Когда на конечной остановке Соскэ отдавал вожатому билет, он увидел, что небо потемнело и на политую водой улицу легли длинные тени. Соскэ вдруг ощутил холод, взявшись за металлический поручень, и поёжился. Вышедшие вместе с ним люди с деловым видом заторопились в разные стороны. Окинув взглядом окраину города, где он жил, Соскэ заметил стелющийся над крышами белёсый дымок и быстро пошёл в сторону скрытых за деревьями домов. Кончилось воскресенье, тёплое осеннее воскресенье, навеявшее приятную истому, уныние и пустота опять подступили к Соскэ. Завтра он пойдёт на службу, будет, как всегда, усердно тянуть свою лямку, — и так день за днём, до следующего воскресенья. При мысли об этом Соскэ до боли стало жаль безвозвратно ушедшего дня, и он ещё острее ощутил серую скуку собственной жизни. Сейчас весь мир перед его глазами заслонила большая унылая комната с крошечным окном, сквозь которое почти не проникало солнце, лица сослуживцев и начальника и его голос: «Нонака-сан, на минутку!»

Если пройти закусочную «Уокацу», а через несколько домов свернуть в узенькую, словно переулок, улочку, очутишься у высокого обрыва, с одинаковыми строениями по обеим сторонам — это дома, сдающиеся внаём. До недавнего времени на этом же участке за живой изгородью из редких криптомерий стоял ветхий дом под тростниковой крышей, некогда принадлежавший, вероятно, вассалу какого-нибудь князя. Потом участок купил некто Сакаи, живший неподалёку, и заново его застроил, сломав и дом, и криптомериевую изгородь. Потолковав с женой, Соскэ снял жильё в самом конце улочки, внизу у обрыва. Там, правда, было несколько мрачновато, но это окупалось расположением дома, стоявшего в некотором отдалении от улицы.
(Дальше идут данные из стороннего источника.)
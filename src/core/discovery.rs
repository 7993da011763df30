//! Find pending deconvolved results under `<root>/<owner>/Deconvolved`.
//!
//! Every folder directly below `Deconvolved` is a backend tag; results are
//! collected at any depth below it. Tags are kept verbatim so that an
//! unsupported tag surfaces later as a per-item failure.

use std::path::{Path, PathBuf};

use serde::Serialize;
use tracing::{debug, warn};

use crate::core::convention::{BackendKind, ConventionError, decode_deconvolved_folder, deconvolved_root, user_folder};
use crate::infra::io::sorted_entries;
use crate::infra::walk::FileWalker;

#[derive(Debug, thiserror::Error)]
pub enum DiscoveryError {
    #[error("share root {} is not a folder", .0.display())]
    RootMissing(PathBuf),

    #[error("user folder {} does not exist", .0.display())]
    UserMissing(PathBuf),

    #[error("no Deconvolved folder at {}", .0.display())]
    DeconvolvedMissing(PathBuf),

    #[error("invalid result extension '{extension}': {reason}")]
    Pattern { extension: String, reason: String },

    #[error(transparent)]
    Io(#[from] std::io::Error),
}

/// A result file and the tag folder it was found under.
#[derive(Debug, Clone, PartialEq, Eq, Serialize)]
pub struct DiscoveredFile {
    pub path: PathBuf,
    /// Tag folder name as found on disk ("local", "omero", ...)
    pub tag: String,
    /// `<root>/<owner>/Deconvolved/<tag>`
    pub tag_folder: PathBuf,
}

impl DiscoveredFile {
    pub fn backend(&self) -> Result<BackendKind, ConventionError> {
        decode_deconvolved_folder(&self.tag)
    }
}

/// Walk the owner's Deconvolved tree, sorted by tag then path.
pub fn try_discover(root: &Path, owner: &str, extension: &str) -> Result<Vec<DiscoveredFile>, DiscoveryError> {
    if !root.is_dir() {
        return Err(DiscoveryError::RootMissing(root.to_path_buf()));
    }
    let user = user_folder(root, owner);
    if !user.is_dir() {
        return Err(DiscoveryError::UserMissing(user));
    }
    let deconvolved = deconvolved_root(root, owner);
    if !deconvolved.is_dir() {
        return Err(DiscoveryError::DeconvolvedMissing(deconvolved));
    }

    let walker = FileWalker::for_extension(extension).map_err(|e| DiscoveryError::Pattern {
        extension: extension.to_string(),
        reason: e.to_string(),
    })?;

    let mut found = Vec::new();
    for tag_folder in sorted_entries(&deconvolved)? {
        if !tag_folder.is_dir() {
            continue;
        }
        let Some(tag) = tag_folder.file_name().and_then(|n| n.to_str()).map(str::to_string) else {
            continue;
        };
        if tag.starts_with('.') {
            continue;
        }

        let files = walker.walk_files(&tag_folder);
        debug!(%tag, count = files.len(), "scanned tag folder");

        found.extend(files.into_iter().map(|path| DiscoveredFile {
            path,
            tag: tag.clone(),
            tag_folder: tag_folder.clone(),
        }));
    }

    Ok(found)
}

/// Like [`try_discover`], but a missing folder is a warning and yields an
/// empty list.
pub fn discover(root: &Path, owner: &str, extension: &str) -> Vec<DiscoveredFile> {
    match try_discover(root, owner, extension) {
        Ok(files) => files,
        Err(e) => {
            warn!(error = %e, "nothing to retrieve");
            Vec::new()
        }
    }
}
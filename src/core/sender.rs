//! Send raw images to the deconvolution share.
//!
//! One sender per image and backend. The destination is resolved first
//! ([`Sender::build_destination_folder`]) and the returned [`Destination`] is
//! the only way to call [`Sender::copy`], so copying into an unresolved
//! folder cannot be expressed.

use std::fmt;
use std::path::{Path, PathBuf};

use serde::Serialize;
use tempfile::TempDir;
use tracing::{debug, warn};

use crate::core::convention::{BackendKind, RawLocation, encode_raw_destination, user_folder};
use crate::core::remote::{ImageId, RemoteEntity, RemoteError, RemoteStore};
use crate::infra::io::{atomic_copy, ensure_dirs_below, move_files_into};

#[derive(Debug, thiserror::Error)]
pub enum SendError {
    #[error("share root {} is not a folder", .0.display())]
    ShareRootMissing(PathBuf),

    #[error("user folder {} does not exist; it must be created by the share administrator", .0.display())]
    UserFolderMissing(PathBuf),

    #[error(transparent)]
    Remote(#[from] RemoteError),

    #[error(transparent)]
    Io(#[from] std::io::Error),
}

/// Outcome of one transfer.
#[derive(Debug, Clone, PartialEq, Eq, Serialize)]
#[serde(tag = "status", rename_all = "lowercase")]
pub enum TransferStatus {
    Pending,
    Sent,
    Skipped,
    Failed { reason: String },
}

impl TransferStatus {
    pub fn failed(reason: impl ToString) -> Self {
        TransferStatus::Failed { reason: reason.to_string() }
    }

    pub fn is_failed(&self) -> bool {
        matches!(self, TransferStatus::Failed { .. })
    }
}

impl fmt::Display for TransferStatus {
    fn fmt(&self, f: &mut fmt::Formatter<'_>) -> fmt::Result {
        match self {
            TransferStatus::Pending => f.write_str("pending"),
            TransferStatus::Sent => f.write_str("sent"),
            TransferStatus::Skipped => f.write_str("skipped"),
            TransferStatus::Failed { reason } => write!(f, "failed: {reason}"),
        }
    }
}

/// One image moved (or not) during a send batch.
#[derive(Debug, Clone, Serialize)]
pub struct TransferRecord {
    /// Local path or remote URI of the source image
    pub source: String,
    pub backend: BackendKind,
    pub destination: Option<PathBuf>,
    pub status: TransferStatus,
}

impl TransferRecord {
    pub fn pending(source: impl Into<String>, backend: BackendKind) -> Self {
        Self { source: source.into(), backend, destination: None, status: TransferStatus::Pending }
    }
}

/// Existing raw folder on the share, produced by a sender.
#[derive(Debug, Clone, PartialEq, Eq)]
pub struct Destination {
    folder: PathBuf,
}

impl Destination {
    pub fn folder(&self) -> &Path {
        &self.folder
    }
}

pub trait Sender {
    /// Human-readable source, used in transfer records.
    fn source(&self) -> String;

    fn backend(&self) -> BackendKind;

    /// Resolve and create the raw folder for this image under
    /// `<root>/<username>`. Neither the root nor the user folder is created.
    fn build_destination_folder(&self, root: &Path, username: &str) -> Result<Destination, SendError>;

    /// Transfer into `destination`. An existing file is kept unless
    /// `overwrite` is set.
    fn copy(&self, destination: &Destination, overwrite: bool) -> TransferStatus;
}

/// Run one sender end to end and record the outcome.
pub fn send_one(sender: &dyn Sender, root: &Path, username: &str, overwrite: bool) -> TransferRecord {
    let mut record = TransferRecord::pending(sender.source(), sender.backend());

    match sender.build_destination_folder(root, username) {
        Ok(dest) => {
            record.destination = Some(dest.folder().to_path_buf());
            record.status = sender.copy(&dest, overwrite);
        }
        Err(e) => record.status = TransferStatus::failed(e),
    }

    match &record.status {
        TransferStatus::Failed { reason } => warn!(source = %record.source, %reason, "send failed"),
        status => debug!(source = %record.source, %status, "send finished"),
    }
    record
}

/// Create the convention folders for `location`, top-down, below the user
/// folder.
fn prepare_folder(root: &Path, username: &str, location: &RawLocation) -> Result<Destination, SendError> {
    if !root.is_dir() {
        return Err(SendError::ShareRootMissing(root.to_path_buf()));
    }
    let user = user_folder(root, username);
    if !user.is_dir() {
        return Err(SendError::UserFolderMissing(user));
    }

    let folder = encode_raw_destination(root, username, location);
    let folder = ensure_dirs_below(&user, &folder)?;
    Ok(Destination { folder })
}

/// Image stored as a plain file.
#[derive(Debug, Clone)]
pub struct LocalSender {
    source: PathBuf,
}

impl LocalSender {
    pub fn new(source: impl Into<PathBuf>) -> Self {
        Self { source: source.into() }
    }
}

impl Sender for LocalSender {
    fn source(&self) -> String {
        self.source.display().to_string()
    }

    fn backend(&self) -> BackendKind {
        BackendKind::Local
    }

    fn build_destination_folder(&self, root: &Path, username: &str) -> Result<Destination, SendError> {
        prepare_folder(root, username, &RawLocation::Local)
    }

    fn copy(&self, destination: &Destination, overwrite: bool) -> TransferStatus {
        let Some(name) = self.source.file_name() else {
            return TransferStatus::failed(format!("{} has no file name", self.source.display()));
        };
        let target = destination.folder().join(name);

        if target.exists() && !overwrite {
            return TransferStatus::Skipped;
        }
        if !self.source.is_file() {
            return TransferStatus::failed(format!("source image {} does not exist", self.source.display()));
        }

        match atomic_copy(&self.source, &target) {
            Ok(bytes) => {
                debug!(to = %target.display(), bytes, "copied raw image");
                TransferStatus::Sent
            }
            Err(e) => TransferStatus::failed(format!(
                "cannot copy {} to {}: {e}",
                self.source.display(),
                destination.folder().display()
            )),
        }
    }
}

/// Image held by the remote store, downloaded into the share.
pub struct RemoteSender<'a> {
    store: &'a dyn RemoteStore,
    image: ImageId,
}

impl<'a> RemoteSender<'a> {
    pub fn new(store: &'a dyn RemoteStore, image: ImageId) -> Self {
        Self { store, image }
    }

    /// Dataset and project of the image. Lookup failures are logged and the
    /// level falls back to `None`.
    fn resolve_location(&self) -> RawLocation {
        let dataset = match self.store.parent_container(RemoteEntity::Image(self.image)) {
            Ok(d) => d,
            Err(e) => {
                warn!(image = self.image, error = %e, "cannot get the parent dataset");
                None
            }
        };

        let project = dataset.as_ref().and_then(|d| {
            self.store
                .parent_container(RemoteEntity::Dataset(d.id))
                .unwrap_or_else(|e| {
                    warn!(dataset = d.id, error = %e, "cannot get the parent project");
                    None
                })
        });

        RawLocation::Remote { project, dataset }
    }
}

impl Sender for RemoteSender<'_> {
    fn source(&self) -> String {
        self.store.image_uri(self.image)
    }

    fn backend(&self) -> BackendKind {
        BackendKind::Remote
    }

    fn build_destination_folder(&self, root: &Path, username: &str) -> Result<Destination, SendError> {
        prepare_folder(root, username, &self.resolve_location())
    }

    fn copy(&self, destination: &Destination, overwrite: bool) -> TransferStatus {
        let image = match self.store.image(self.image) {
            Ok(i) => i,
            Err(e) => return TransferStatus::failed(e),
        };

        if destination.folder().join(&image.name).exists() && !overwrite {
            return TransferStatus::Skipped;
        }

        // Download next to the destination, then rename into place
        let staging = match TempDir::new_in(destination.folder()) {
            Ok(t) => t,
            Err(e) => return TransferStatus::failed(e),
        };

        let result = self
            .store
            .download_image(self.image, staging.path())
            .map_err(|e| e.to_string())
            .and_then(|_| move_files_into(staging.path(), destination.folder()).map_err(|e| e.to_string()));

        match result {
            Ok(files) if files.is_empty() => TransferStatus::failed(format!(
                "download of image {} produced no file",
                self.image
            )),
            Ok(files) => {
                debug!(image = self.image, files = files.len(), "downloaded raw image");
                TransferStatus::Sent
            }
            Err(reason) => TransferStatus::failed(format!("cannot download image {}: {reason}", self.image)),
        }
    }
}
//! Shared test utilities for integration tests
//!
//! Share fixtures, a parameter report sample and an in-memory remote store
//! implementing the collaborator traits.

#![allow(dead_code)]

use std::cell::RefCell;
use std::collections::BTreeMap;
use std::path::{Path, PathBuf};
use std::rc::Rc;

use assert_fs::prelude::*;
use hrmlink::core::convention::ContainerRef;
use hrmlink::core::metadata::KeyValues;
use hrmlink::core::orchestrator::BatchSettings;
use hrmlink::core::remote::{
    DatasetId, ImageId, RemoteConnector, RemoteEntity, RemoteError, RemoteImage, RemoteStore,
};

pub const CODE: &str = "1234567890123";
pub const HOST: &str = "https://omero.test";

/// Report with one "Restoration" table: header, one row, footer.
pub const RESTORATION_REPORT: &str = "<html><body><table>\
    <tr><td colspan=\"3\">Restoration</td></tr>\
    <tr><td>SNR</td><td>All</td><td>12.3</td></tr>\
    <tr><td colspan=\"3\"></td></tr>\
    </table></body></html>";

/// Share root with an enrolled user folder `alice`.
pub fn make_share() -> assert_fs::TempDir
{
    let tmp = assert_fs::TempDir::new().expect("tempdir");
    tmp.child("share/alice")
        .create_dir_all()
        .expect("user folder");
    tmp
}

pub fn share_root(tmp: &assert_fs::TempDir) -> PathBuf
{
    tmp.path().join("share")
}

pub fn settings(root: &Path) -> BatchSettings
{
    BatchSettings {
        root: root.to_path_buf(),
        code_length: 13,
        result_extension: "ids".into(),
        report_suffix: ".parameters.txt".into(),
        log_suffix: ".log.txt".into(),
        min_similarity: 0.5,
        default_host: Some(HOST.into()),
    }
}

/// Drop a deconvolved result (plus report and log) below
/// `share/alice/Deconvolved/<rel_dir>`.
pub fn write_result(
    tmp: &assert_fs::TempDir,
    rel_dir: &str,
    raw_name: &str,
) -> PathBuf
{
    let dir = tmp.child(format!("share/alice/Deconvolved/{rel_dir}"));
    let stem = format!("{raw_name}_{CODE}_hrm");
    dir.child(format!("{stem}.ids"))
        .write_binary(b"deconvolved")
        .expect("result");
    dir.child(format!("{stem}.parameters.txt"))
        .write_str(RESTORATION_REPORT)
        .expect("report");
    dir.child(format!("{stem}.log.txt"))
        .write_str("HRM log\n")
        .expect("log");
    dir.path()
        .join(format!("{stem}.ids"))
}

#[derive(Debug, Clone)]
pub struct StoredImage
{
    pub name: String,
    pub dataset: Option<DatasetId>,
    pub bytes: Vec<u8>,
}

#[derive(Debug, Default)]
pub struct FakeState
{
    pub next_id: i64,
    pub projects: BTreeMap<i64, String>,
    /// dataset id -> (name, parent project)
    pub datasets: BTreeMap<i64, (String, Option<i64>)>,
    pub images: BTreeMap<ImageId, StoredImage>,
    pub key_values: Vec<(ImageId, String, KeyValues)>,
    pub files: Vec<(ImageId, PathBuf)>,
    pub uploads: usize,
    pub fail_annotations: bool,
}

impl FakeState
{
    fn id(&mut self) -> i64
    {
        self.next_id += 1;
        1000 + self.next_id
    }

    pub fn add_project(
        &mut self,
        id: i64,
        name: &str,
    )
    {
        self.projects
            .insert(id, name.into());
    }

    pub fn add_dataset(
        &mut self,
        id: i64,
        name: &str,
        project: Option<i64>,
    )
    {
        self.datasets
            .insert(id, (name.into(), project));
    }

    pub fn add_image(
        &mut self,
        id: ImageId,
        name: &str,
        dataset: Option<DatasetId>,
    )
    {
        self.images.insert(
            id,
            StoredImage { name: name.into(), dataset, bytes: format!("pixels of {name}").into_bytes() },
        );
    }
}

/// In-memory remote store; clones share state with the test.
#[derive(Clone, Default)]
pub struct FakeStore
{
    pub state: Rc<RefCell<FakeState>>,
}

impl RemoteStore for FakeStore
{
    fn host(&self) -> &str
    {
        HOST
    }

    fn username(&self) -> Option<String>
    {
        Some("alice".into())
    }

    fn image(
        &self,
        id: ImageId,
    ) -> Result<RemoteImage, RemoteError>
    {
        let state = self.state.borrow();
        let img = state
            .images
            .get(&id)
            .ok_or(RemoteError::NotFound { kind: "image", id })?;
        Ok(RemoteImage { id, name: img.name.clone() })
    }

    fn parent_container(
        &self,
        entity: RemoteEntity,
    ) -> Result<Option<ContainerRef>, RemoteError>
    {
        let state = self.state.borrow();
        Ok(match entity
        {
            RemoteEntity::Image(id) => state
                .images
                .get(&id)
                .and_then(|i| i.dataset)
                .and_then(|d| {
                    state
                        .datasets
                        .get(&d)
                        .map(|(n, _)| ContainerRef::new(d, n.clone()))
                }),
            RemoteEntity::Dataset(id) => state
                .datasets
                .get(&id)
                .and_then(|(_, p)| *p)
                .and_then(|p| {
                    state
                        .projects
                        .get(&p)
                        .map(|n| ContainerRef::new(p, n.clone()))
                }),
        })
    }

    fn download_image(
        &self,
        id: ImageId,
        dest_folder: &Path,
    ) -> Result<Vec<PathBuf>, RemoteError>
    {
        let state = self.state.borrow();
        let img = state
            .images
            .get(&id)
            .ok_or(RemoteError::NotFound { kind: "image", id })?;
        let path = dest_folder.join(&img.name);
        std::fs::write(&path, &img.bytes)?;
        Ok(vec![path])
    }

    fn upload_image(
        &self,
        dataset: DatasetId,
        path: &Path,
    ) -> Result<ImageId, RemoteError>
    {
        let bytes = std::fs::read(path)?;
        let name = path
            .file_name()
            .map(|n| n.to_string_lossy().into_owned())
            .unwrap_or_default();
        let mut state = self.state.borrow_mut();
        let id = state.id();
        state
            .images
            .insert(id, StoredImage { name, dataset: Some(dataset), bytes });
        state.uploads += 1;
        Ok(id)
    }

    fn dataset(
        &self,
        id: DatasetId,
    ) -> Result<ContainerRef, RemoteError>
    {
        let state = self.state.borrow();
        state
            .datasets
            .get(&id)
            .map(|(n, _)| ContainerRef::new(id, n.clone()))
            .ok_or(RemoteError::NotFound { kind: "dataset", id })
    }

    fn create_dataset(
        &self,
        name: &str,
    ) -> Result<ContainerRef, RemoteError>
    {
        let mut state = self.state.borrow_mut();
        let id = state.id();
        state
            .datasets
            .insert(id, (name.into(), None));
        Ok(ContainerRef::new(id, name))
    }

    fn list_child_images(
        &self,
        dataset: DatasetId,
    ) -> Result<Vec<RemoteImage>, RemoteError>
    {
        let state = self.state.borrow();
        Ok(state
            .images
            .iter()
            .filter(|(_, i)| i.dataset == Some(dataset))
            .map(|(id, i)| RemoteImage { id: *id, name: i.name.clone() })
            .collect())
    }

    fn attach_key_values(
        &self,
        image: ImageId,
        namespace: &str,
        values: &KeyValues,
    ) -> Result<(), RemoteError>
    {
        let mut state = self.state.borrow_mut();
        if state.fail_annotations
        {
            return Err(RemoteError::call("attach_key_values", "permission denied"));
        }
        state
            .key_values
            .push((image, namespace.into(), values.clone()));
        Ok(())
    }

    fn attach_file(
        &self,
        image: ImageId,
        file: &Path,
    ) -> Result<(), RemoteError>
    {
        self.state
            .borrow_mut()
            .files
            .push((image, file.to_path_buf()));
        Ok(())
    }
}

/// Connector handing out sessions on one shared [`FakeStore`].
#[derive(Default)]
pub struct FakeConnector
{
    pub store: FakeStore,
    pub connects: RefCell<usize>,
}

impl RemoteConnector for FakeConnector
{
    fn connect(
        &self,
        _host: &str,
        _username: Option<&str>,
    ) -> Result<Box<dyn RemoteStore>, RemoteError>
    {
        *self.connects.borrow_mut() += 1;
        Ok(Box::new(self.store.clone()))
    }
}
Воскресный день бывает раз в неделю, а Соскэ надо было ещё сходить в баню, если останется время, подстричься, а затем не спеша поужинать. Он быстро отодвинул дверь и тотчас услышал стук посуды на кухне. В следующий момент он, не заметив, наступил на гэта Короку и наклонился, чтобы поставить их на место. Тут как раз подоспел и сам Короку.

— Кто пришёл? Муж? — крикнула из кухни О-Ёнэ.

— А, это ты? Давно здесь? — спросил Соскэ, проходя в гостиную. Пока он гулял по Канда и вплоть до прихода домой Соскэ ни разу не вспомнил о существовании Короку и сейчас устыдился, будто пойманный с поличным.

— О-Ёнэ, О-Ёнэ, — позвал он. Жена, видимо чем-то занятая на кухне, быстро вышла, даже не задвинув сёдзи, и остановилась на пороге.

— Надо бы угостить Короку, — сказал Соскэ.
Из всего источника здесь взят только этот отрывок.